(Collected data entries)
────────────────────────────────────────

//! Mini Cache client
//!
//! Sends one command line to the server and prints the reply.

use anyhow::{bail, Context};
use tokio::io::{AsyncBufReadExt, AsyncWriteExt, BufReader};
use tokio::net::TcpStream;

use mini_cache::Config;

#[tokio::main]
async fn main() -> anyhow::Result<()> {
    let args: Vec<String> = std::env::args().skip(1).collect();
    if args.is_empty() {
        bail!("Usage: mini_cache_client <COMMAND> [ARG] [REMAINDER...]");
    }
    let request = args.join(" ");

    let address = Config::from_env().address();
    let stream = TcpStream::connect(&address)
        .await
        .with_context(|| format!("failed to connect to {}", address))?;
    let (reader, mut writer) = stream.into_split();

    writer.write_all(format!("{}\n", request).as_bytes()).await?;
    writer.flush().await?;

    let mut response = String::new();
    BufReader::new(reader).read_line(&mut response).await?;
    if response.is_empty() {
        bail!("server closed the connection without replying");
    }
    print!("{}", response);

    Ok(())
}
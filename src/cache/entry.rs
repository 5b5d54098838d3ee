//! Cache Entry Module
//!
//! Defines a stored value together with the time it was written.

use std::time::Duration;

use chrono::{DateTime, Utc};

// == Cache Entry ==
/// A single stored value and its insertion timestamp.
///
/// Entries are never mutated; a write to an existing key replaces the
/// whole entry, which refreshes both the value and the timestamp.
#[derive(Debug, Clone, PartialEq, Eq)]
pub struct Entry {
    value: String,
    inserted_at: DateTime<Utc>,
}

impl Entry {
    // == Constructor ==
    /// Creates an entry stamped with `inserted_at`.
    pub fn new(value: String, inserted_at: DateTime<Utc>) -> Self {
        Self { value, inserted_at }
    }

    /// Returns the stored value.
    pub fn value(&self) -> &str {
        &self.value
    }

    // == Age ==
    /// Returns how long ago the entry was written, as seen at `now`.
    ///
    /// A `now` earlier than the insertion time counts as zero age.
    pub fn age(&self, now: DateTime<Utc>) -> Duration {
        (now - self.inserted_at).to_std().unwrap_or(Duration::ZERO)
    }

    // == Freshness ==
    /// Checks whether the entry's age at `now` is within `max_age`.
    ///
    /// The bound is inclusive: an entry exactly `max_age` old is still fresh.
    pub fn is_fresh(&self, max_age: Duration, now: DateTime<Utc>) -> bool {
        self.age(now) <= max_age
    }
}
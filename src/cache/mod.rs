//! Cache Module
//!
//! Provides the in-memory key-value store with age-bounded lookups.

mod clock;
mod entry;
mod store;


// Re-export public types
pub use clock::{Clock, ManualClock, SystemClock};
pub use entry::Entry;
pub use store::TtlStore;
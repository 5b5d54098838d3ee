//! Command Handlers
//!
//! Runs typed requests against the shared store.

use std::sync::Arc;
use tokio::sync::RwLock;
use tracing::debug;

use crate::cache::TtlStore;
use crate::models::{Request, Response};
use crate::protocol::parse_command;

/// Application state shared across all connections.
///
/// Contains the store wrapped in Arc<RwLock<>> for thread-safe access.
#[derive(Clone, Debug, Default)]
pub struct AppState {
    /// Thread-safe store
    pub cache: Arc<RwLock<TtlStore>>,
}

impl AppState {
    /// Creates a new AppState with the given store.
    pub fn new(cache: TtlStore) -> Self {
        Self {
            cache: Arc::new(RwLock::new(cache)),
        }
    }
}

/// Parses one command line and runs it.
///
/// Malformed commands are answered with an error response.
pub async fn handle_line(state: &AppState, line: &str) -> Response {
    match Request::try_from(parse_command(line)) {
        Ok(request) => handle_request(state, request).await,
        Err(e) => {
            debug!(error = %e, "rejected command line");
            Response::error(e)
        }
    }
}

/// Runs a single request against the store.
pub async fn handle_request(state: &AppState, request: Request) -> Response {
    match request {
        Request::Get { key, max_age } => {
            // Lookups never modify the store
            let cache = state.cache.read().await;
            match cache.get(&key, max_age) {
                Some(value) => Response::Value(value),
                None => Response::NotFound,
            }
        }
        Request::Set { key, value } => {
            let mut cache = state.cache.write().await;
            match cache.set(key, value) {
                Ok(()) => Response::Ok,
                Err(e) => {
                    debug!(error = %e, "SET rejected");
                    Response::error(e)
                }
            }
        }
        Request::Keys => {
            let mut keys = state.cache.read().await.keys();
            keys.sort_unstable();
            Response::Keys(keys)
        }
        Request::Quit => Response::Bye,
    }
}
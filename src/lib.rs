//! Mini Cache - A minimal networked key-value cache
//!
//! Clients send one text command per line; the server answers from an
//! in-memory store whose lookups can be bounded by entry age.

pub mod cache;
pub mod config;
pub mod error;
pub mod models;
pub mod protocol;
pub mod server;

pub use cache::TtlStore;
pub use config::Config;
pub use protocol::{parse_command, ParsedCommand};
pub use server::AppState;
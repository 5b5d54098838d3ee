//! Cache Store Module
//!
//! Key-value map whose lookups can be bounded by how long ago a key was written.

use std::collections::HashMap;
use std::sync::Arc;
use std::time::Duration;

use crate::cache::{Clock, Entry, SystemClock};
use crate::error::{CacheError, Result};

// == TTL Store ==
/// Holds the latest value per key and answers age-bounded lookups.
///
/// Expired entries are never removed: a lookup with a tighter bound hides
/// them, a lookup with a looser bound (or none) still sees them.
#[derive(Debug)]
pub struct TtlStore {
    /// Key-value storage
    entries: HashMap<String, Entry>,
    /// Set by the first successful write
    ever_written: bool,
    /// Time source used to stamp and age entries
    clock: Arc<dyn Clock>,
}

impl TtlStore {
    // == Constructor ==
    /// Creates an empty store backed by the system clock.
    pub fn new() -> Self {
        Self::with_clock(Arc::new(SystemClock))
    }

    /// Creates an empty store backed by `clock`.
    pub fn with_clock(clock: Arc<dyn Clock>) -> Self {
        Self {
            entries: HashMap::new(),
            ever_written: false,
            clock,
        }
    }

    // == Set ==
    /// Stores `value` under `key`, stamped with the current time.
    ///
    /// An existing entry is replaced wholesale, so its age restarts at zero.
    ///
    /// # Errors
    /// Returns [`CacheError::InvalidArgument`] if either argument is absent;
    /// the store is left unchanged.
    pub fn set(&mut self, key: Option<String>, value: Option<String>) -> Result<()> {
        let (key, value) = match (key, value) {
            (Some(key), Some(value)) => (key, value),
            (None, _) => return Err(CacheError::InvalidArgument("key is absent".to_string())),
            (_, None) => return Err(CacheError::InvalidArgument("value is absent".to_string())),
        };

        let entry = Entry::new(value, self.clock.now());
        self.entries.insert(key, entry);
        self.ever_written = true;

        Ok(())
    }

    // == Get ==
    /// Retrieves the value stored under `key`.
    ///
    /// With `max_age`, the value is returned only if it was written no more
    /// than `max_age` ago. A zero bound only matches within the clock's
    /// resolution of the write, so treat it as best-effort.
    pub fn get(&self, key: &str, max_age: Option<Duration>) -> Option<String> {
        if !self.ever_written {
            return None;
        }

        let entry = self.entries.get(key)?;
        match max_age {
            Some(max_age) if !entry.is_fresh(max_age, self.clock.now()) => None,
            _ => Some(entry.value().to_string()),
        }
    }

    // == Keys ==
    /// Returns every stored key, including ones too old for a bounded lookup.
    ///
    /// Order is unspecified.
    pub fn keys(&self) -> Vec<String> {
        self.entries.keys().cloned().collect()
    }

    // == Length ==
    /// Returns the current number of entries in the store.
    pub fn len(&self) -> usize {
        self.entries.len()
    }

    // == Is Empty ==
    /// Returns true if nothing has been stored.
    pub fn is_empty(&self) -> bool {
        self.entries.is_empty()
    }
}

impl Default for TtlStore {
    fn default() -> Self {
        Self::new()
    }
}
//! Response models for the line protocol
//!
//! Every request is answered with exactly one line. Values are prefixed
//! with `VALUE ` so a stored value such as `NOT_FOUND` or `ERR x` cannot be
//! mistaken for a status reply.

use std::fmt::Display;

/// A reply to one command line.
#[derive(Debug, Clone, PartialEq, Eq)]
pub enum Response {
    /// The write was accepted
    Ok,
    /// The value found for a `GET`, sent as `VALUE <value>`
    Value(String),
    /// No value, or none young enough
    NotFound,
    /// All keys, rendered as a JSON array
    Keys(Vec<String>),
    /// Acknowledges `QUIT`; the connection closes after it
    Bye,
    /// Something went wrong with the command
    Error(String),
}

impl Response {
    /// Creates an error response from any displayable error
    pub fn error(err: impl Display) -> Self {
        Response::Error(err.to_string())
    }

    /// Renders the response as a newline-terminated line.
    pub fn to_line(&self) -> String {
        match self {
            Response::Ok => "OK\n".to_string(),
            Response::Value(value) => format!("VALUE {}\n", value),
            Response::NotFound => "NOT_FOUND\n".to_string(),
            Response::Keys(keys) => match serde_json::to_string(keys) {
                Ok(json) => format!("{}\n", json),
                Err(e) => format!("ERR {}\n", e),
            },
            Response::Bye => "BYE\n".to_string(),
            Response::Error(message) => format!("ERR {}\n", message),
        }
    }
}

────────────────────────────────────────

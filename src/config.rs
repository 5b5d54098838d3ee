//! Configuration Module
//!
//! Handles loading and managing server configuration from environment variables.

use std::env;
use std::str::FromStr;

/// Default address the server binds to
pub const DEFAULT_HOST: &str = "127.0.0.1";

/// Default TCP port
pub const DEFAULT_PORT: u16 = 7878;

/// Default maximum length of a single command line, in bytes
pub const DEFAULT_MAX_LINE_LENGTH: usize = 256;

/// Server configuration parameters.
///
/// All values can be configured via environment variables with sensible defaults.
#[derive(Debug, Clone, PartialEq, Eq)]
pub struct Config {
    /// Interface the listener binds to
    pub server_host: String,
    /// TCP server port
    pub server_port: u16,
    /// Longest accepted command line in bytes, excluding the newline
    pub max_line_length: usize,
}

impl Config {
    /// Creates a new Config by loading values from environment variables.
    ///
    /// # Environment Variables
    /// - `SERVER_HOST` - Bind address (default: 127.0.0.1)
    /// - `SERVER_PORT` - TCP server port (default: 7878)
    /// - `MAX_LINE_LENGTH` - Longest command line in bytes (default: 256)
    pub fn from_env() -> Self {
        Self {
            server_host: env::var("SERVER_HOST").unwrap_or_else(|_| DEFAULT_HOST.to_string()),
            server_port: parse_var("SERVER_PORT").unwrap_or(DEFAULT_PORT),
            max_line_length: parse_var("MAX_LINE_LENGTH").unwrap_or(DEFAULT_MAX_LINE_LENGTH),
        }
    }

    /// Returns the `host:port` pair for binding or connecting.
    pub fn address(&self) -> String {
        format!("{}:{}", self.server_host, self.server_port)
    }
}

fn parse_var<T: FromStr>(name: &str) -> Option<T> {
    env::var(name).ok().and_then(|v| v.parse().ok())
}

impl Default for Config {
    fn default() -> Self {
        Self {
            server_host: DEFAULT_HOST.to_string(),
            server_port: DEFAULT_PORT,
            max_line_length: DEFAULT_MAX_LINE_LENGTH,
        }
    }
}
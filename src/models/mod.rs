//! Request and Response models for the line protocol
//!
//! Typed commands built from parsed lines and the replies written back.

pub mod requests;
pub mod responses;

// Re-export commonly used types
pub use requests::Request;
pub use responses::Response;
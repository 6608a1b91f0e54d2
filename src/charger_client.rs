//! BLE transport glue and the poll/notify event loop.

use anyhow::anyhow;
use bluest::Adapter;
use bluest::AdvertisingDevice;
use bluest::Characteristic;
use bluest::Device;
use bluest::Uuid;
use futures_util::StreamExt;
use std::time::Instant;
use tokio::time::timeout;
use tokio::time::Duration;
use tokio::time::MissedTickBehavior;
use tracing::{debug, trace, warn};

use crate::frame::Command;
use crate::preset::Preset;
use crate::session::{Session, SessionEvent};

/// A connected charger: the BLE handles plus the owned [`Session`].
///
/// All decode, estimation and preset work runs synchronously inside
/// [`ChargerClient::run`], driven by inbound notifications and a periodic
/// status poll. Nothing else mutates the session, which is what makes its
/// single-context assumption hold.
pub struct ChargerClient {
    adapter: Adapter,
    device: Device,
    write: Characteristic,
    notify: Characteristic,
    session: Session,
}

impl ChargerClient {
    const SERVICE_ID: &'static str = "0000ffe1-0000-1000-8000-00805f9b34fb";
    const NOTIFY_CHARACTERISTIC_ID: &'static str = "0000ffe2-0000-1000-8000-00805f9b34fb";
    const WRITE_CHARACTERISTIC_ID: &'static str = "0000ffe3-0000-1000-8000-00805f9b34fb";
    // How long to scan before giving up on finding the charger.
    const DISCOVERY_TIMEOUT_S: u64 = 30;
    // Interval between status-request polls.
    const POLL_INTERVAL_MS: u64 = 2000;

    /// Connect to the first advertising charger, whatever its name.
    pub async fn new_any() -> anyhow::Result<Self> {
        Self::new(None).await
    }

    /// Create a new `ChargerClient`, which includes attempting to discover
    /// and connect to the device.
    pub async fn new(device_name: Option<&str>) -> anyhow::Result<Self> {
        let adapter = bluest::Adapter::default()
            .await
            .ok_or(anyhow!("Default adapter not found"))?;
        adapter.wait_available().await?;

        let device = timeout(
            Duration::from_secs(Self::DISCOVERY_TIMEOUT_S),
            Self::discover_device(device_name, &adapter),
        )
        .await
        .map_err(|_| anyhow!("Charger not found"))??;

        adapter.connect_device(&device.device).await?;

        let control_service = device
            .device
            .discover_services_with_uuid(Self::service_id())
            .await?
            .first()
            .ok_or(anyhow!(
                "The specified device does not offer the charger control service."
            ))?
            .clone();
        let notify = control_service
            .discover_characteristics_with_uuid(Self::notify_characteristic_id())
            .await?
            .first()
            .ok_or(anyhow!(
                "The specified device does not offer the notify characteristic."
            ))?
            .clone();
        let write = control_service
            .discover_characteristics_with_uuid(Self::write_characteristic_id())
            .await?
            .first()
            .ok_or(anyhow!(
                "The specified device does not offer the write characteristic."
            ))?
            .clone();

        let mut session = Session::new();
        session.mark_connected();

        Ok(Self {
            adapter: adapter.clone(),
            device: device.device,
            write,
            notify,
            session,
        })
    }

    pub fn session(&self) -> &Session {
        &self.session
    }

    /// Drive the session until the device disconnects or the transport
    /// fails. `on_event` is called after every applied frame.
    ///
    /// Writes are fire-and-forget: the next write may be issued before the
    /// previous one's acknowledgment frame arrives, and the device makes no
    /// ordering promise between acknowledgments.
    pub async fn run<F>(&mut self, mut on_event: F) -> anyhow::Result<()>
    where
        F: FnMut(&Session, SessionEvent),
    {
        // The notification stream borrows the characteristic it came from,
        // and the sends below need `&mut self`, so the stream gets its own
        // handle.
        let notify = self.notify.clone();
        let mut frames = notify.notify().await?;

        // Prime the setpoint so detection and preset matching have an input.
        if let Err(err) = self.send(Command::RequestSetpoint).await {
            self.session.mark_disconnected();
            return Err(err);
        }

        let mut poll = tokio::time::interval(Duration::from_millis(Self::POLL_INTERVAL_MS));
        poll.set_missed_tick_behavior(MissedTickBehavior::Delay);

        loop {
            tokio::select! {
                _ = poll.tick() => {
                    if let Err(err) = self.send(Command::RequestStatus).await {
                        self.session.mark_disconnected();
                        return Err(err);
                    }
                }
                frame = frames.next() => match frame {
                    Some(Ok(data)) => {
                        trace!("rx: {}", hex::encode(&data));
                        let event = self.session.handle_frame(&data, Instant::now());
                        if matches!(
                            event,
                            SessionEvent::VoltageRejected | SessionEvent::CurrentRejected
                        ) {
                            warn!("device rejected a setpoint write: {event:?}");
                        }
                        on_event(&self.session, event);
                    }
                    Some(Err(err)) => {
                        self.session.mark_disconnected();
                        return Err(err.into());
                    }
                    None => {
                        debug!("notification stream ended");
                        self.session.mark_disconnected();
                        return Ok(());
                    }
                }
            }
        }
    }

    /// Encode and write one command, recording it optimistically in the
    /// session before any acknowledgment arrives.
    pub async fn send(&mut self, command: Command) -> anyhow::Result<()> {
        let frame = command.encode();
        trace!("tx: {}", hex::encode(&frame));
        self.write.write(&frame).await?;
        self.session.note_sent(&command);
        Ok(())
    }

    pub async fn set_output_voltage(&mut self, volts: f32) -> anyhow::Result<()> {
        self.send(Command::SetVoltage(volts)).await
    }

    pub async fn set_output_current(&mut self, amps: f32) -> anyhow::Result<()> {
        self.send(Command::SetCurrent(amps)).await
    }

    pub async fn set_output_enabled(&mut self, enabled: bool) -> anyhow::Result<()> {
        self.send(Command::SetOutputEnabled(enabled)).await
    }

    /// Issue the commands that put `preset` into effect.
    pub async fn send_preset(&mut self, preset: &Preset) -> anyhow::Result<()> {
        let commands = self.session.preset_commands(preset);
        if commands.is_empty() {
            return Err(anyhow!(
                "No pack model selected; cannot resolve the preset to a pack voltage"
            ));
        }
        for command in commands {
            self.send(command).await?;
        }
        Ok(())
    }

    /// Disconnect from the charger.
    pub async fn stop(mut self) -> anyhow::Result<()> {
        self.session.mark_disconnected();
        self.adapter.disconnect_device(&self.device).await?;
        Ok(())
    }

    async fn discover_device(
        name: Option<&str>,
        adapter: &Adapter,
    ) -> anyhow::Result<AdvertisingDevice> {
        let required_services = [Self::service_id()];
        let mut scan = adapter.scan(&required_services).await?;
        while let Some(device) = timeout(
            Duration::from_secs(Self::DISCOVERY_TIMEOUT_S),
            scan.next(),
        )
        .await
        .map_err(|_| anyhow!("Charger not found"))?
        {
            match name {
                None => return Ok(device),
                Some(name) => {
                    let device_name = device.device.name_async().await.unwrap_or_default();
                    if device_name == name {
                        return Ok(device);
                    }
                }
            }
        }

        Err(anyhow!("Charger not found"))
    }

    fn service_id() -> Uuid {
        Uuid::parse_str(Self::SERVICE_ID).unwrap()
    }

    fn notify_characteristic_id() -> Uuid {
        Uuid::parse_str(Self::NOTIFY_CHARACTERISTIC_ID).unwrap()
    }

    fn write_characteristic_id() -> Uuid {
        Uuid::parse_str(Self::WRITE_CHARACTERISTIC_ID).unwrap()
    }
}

────────────────────────────────────────

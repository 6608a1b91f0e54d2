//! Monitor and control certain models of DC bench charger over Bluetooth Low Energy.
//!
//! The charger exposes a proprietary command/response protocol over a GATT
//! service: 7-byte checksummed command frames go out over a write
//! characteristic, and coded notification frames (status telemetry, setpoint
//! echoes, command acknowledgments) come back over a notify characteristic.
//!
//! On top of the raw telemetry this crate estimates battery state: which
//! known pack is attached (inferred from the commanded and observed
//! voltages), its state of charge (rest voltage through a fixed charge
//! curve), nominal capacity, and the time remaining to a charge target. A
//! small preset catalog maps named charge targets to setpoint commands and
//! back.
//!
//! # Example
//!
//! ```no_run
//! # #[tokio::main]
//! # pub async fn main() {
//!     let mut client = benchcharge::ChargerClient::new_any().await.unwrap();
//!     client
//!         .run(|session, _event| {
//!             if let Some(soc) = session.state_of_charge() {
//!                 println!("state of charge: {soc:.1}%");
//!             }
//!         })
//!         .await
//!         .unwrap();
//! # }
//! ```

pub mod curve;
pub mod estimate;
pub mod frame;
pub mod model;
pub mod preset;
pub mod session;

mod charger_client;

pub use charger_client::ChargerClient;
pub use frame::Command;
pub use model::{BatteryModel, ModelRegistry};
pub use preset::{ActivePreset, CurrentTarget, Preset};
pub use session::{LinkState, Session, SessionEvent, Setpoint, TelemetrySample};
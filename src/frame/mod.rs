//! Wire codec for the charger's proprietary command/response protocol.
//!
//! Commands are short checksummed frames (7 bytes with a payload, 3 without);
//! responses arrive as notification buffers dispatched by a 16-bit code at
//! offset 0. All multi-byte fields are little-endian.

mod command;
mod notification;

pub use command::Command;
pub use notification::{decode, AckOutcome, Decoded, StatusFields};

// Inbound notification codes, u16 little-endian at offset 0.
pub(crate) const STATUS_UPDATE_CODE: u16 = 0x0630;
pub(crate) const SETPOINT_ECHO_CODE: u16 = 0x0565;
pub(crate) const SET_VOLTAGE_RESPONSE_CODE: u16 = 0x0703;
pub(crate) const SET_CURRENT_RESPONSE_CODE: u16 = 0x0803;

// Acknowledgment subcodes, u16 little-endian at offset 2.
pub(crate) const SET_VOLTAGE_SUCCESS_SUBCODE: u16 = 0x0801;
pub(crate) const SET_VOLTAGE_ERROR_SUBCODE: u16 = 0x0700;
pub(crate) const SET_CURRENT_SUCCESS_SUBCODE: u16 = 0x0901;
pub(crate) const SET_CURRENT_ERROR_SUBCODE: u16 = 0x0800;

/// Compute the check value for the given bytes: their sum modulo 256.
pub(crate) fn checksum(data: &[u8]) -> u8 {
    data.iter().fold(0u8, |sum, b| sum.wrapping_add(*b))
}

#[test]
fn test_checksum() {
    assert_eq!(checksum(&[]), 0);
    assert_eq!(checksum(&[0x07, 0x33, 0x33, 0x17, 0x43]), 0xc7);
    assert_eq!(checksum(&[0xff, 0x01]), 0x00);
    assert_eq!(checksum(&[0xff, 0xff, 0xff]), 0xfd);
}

────────────────────────────────────────

- Problem statement -
The answer must be every line of the data that contains the word "arrives".

- Solved problem -
    /// previous one's acknowledgment frame arrives, and the device makes no
    /// session before any acknowledgment arrives.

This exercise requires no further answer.